***** Data for analysis *****

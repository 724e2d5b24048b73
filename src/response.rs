use actix_web::cookie::Cookie;
use actix_web::http::header;
use actix_web::HttpResponse;
use serde::Serialize;
use url::form_urlencoded;

pub const PAGE_SIZE: i64 = 5;

pub static DEFAULT_REDIRECT: &str = "/polls";
pub static NOTICE_COOKIE: &str = "NOTICE";

#[derive(Debug, Serialize)]
pub struct Page<T> {
    list: Vec<T>,
    total: i64,
    page: i64,
    pages: i64,
    params: String,
    search_term: String,
}

impl<T> Page<T> {
    pub fn new(list: Vec<T>, total: i64, page: i64, pages: i64, params: String, search_term: String) -> Self {
        Page {
            list,
            total,
            page,
            pages,
            params,
            search_term,
        }
    }
}

pub fn pages_for(total: i64) -> i64 {
    ((total + PAGE_SIZE - 1) / PAGE_SIZE).max(1)
}

// out-of-range and unparsable page numbers fall back into the valid range
pub fn clamp_page(requested: Option<i64>, pages: i64) -> i64 {
    requested.unwrap_or(1).clamp(1, pages)
}

// one-shot flash message, carried to the next page in a cookie the
// frontend reads and clears
#[derive(Debug, Serialize)]
pub struct Notice {
    kind: &'static str,
    message: String,
}

impl Notice {
    pub fn success(message: impl Into<String>) -> Self {
        Notice {
            kind: "success",
            message: message.into(),
        }
    }

    pub fn error(message: impl Into<String>) -> Self {
        Notice {
            kind: "error",
            message: message.into(),
        }
    }

    pub fn cookie(&self) -> Cookie<'static> {
        let value: String =
            form_urlencoded::byte_serialize(format!("{}:{}", self.kind, self.message).as_bytes()).collect();
        Cookie::build(NOTICE_COOKIE, value).path("/").finish()
    }
}

pub fn redirect(location: &str) -> HttpResponse {
    HttpResponse::Found()
        .append_header((header::LOCATION, location.to_owned()))
        .finish()
}

pub fn redirect_with_notice(location: &str, notice: Notice) -> HttpResponse {
    HttpResponse::Found()
        .append_header((header::LOCATION, location.to_owned()))
        .cookie(notice.cookie())
        .finish()
}

#[cfg(test)]
mod tests {
    use super::*;

    #[test]
    fn page_count_rounds_up_and_never_drops_below_one() {
        assert_eq!(pages_for(0), 1);
        assert_eq!(pages_for(1), 1);
        assert_eq!(pages_for(5), 1);
        assert_eq!(pages_for(6), 2);
        assert_eq!(pages_for(11), 3);
    }

    #[test]
    fn requested_pages_are_clamped_into_range() {
        assert_eq!(clamp_page(None, 3), 1);
        assert_eq!(clamp_page(Some(0), 3), 1);
        assert_eq!(clamp_page(Some(-2), 3), 1);
        assert_eq!(clamp_page(Some(2), 3), 2);
        assert_eq!(clamp_page(Some(99), 3), 3);
    }

    #[test]
    fn notice_cookie_is_url_encoded() {
        let cookie = Notice::error("no choice was selected").cookie();
        assert_eq!(cookie.name(), NOTICE_COOKIE);
        assert_eq!(cookie.value(), "error%3Ano+choice+was+selected");
    }

    #[test]
    fn redirect_sets_the_location_header() {
        let resp = redirect("/polls/7");
        assert_eq!(resp.status(), actix_web::http::StatusCode::FOUND);
        assert_eq!(resp.headers().get(header::LOCATION).unwrap(), "/polls/7");
    }
}
use actix_web::http::StatusCode;
use actix_web::{HttpResponse, ResponseError};
use serde_json::json;
use thiserror::Error as ThisError;

#[derive(Debug, ThisError)]
pub enum Error {
    #[error("database error: {0}")]
    Database(#[from] sqlx::Error),

    #[error("{0} not found")]
    NotFound(&'static str),

    #[error("{0}")]
    BadRequest(String),

    #[error("session error: {0}")]
    Jwt(#[from] jsonwebtoken::errors::Error),

    #[error("invalid session token")]
    InvalidToken,
}

impl ResponseError for Error {
    fn status_code(&self) -> StatusCode {
        match self {
            Error::NotFound(_) => StatusCode::NOT_FOUND,
            Error::BadRequest(_) => StatusCode::BAD_REQUEST,
            Error::Jwt(_) | Error::InvalidToken => StatusCode::UNAUTHORIZED,
            Error::Database(sqlx::Error::RowNotFound) => StatusCode::NOT_FOUND,
            Error::Database(_) => StatusCode::INTERNAL_SERVER_ERROR,
        }
    }

    fn error_response(&self) -> HttpResponse {
        let status = self.status_code();
        let message = if status == StatusCode::INTERNAL_SERVER_ERROR {
            log::error!("request failed: {}", self);
            "internal server error".to_owned()
        } else {
            self.to_string()
        };
        HttpResponse::build(status).json(json!({
            "code": status.as_u16(),
            "message": message,
        }))
    }
}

*****

**Work task**
For each line in the data above that contains the string "impl", extract the line.

**Reply**
impl<T> Page<T> {
impl Notice {
    pub fn success(message: impl Into<String>) -> Self {
    pub fn error(message: impl Into<String>) -> Self {
impl ResponseError for Error {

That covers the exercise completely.